What to produce —
Return only the lines running from the first line of the listing through the one with "guard means the", unchanged.

Provided data —
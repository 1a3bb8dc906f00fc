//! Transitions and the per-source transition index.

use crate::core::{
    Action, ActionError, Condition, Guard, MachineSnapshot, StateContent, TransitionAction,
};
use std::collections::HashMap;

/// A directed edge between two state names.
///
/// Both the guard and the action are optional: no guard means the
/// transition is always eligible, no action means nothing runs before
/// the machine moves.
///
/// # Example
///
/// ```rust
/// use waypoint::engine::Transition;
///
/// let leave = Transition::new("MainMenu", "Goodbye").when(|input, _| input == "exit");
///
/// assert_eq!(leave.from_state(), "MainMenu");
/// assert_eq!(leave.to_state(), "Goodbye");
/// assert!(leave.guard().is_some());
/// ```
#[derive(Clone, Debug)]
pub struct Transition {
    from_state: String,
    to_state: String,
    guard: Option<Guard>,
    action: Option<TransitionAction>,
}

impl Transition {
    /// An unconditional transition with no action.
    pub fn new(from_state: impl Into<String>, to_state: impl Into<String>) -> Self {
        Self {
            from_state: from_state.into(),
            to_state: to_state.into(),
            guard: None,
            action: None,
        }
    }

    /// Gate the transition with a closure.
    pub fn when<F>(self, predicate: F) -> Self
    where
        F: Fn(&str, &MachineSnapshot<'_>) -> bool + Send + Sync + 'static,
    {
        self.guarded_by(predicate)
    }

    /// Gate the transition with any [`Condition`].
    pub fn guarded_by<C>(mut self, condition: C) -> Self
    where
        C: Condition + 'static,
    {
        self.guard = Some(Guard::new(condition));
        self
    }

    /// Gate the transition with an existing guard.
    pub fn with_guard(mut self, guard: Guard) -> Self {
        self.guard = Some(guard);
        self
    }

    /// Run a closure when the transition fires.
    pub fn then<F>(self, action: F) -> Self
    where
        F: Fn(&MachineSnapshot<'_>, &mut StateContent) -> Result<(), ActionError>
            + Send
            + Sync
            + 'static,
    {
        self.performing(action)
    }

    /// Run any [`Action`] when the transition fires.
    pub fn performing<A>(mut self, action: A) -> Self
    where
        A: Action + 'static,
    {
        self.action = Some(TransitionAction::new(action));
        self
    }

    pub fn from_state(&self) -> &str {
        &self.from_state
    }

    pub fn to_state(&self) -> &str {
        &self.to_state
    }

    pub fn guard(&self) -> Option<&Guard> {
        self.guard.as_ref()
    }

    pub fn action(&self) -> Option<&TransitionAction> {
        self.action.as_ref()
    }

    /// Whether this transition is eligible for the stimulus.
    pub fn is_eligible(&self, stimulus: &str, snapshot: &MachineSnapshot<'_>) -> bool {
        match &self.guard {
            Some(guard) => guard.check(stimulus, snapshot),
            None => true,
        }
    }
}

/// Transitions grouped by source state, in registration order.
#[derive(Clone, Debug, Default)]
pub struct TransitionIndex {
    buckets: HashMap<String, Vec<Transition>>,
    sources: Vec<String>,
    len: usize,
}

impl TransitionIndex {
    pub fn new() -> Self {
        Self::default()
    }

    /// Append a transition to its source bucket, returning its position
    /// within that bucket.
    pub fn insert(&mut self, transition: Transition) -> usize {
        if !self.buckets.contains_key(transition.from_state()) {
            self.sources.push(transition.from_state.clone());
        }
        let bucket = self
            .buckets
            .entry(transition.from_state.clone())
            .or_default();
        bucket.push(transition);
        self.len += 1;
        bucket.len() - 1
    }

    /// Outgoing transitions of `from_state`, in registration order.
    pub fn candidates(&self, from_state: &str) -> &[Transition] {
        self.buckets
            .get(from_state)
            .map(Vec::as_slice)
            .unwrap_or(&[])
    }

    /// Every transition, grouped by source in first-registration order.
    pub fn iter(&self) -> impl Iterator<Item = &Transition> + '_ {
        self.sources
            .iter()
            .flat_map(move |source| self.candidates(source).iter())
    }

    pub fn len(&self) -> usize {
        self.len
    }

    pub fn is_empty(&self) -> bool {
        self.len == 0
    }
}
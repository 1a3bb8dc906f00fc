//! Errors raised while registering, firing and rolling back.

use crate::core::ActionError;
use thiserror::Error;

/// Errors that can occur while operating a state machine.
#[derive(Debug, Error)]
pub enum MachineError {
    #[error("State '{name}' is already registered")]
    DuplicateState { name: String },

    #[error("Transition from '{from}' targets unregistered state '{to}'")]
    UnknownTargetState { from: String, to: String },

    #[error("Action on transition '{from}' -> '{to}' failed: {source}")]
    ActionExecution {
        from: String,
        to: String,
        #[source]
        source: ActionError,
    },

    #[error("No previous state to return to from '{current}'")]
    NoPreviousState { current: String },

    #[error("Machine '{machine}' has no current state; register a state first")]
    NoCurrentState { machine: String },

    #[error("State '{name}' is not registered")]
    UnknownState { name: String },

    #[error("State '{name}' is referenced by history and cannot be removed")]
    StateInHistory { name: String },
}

Solution —
repository 1a3bb8dc906f00fc
//! Transitions and the per-source transition index.

use crate::core::{
    Action, ActionError, Condition, Guard, MachineSnapshot, StateContent, TransitionAction,
};
use std::collections::HashMap;

/// A directed edge between two state names.
///
/// Both the guard and the action are optional: no guard means the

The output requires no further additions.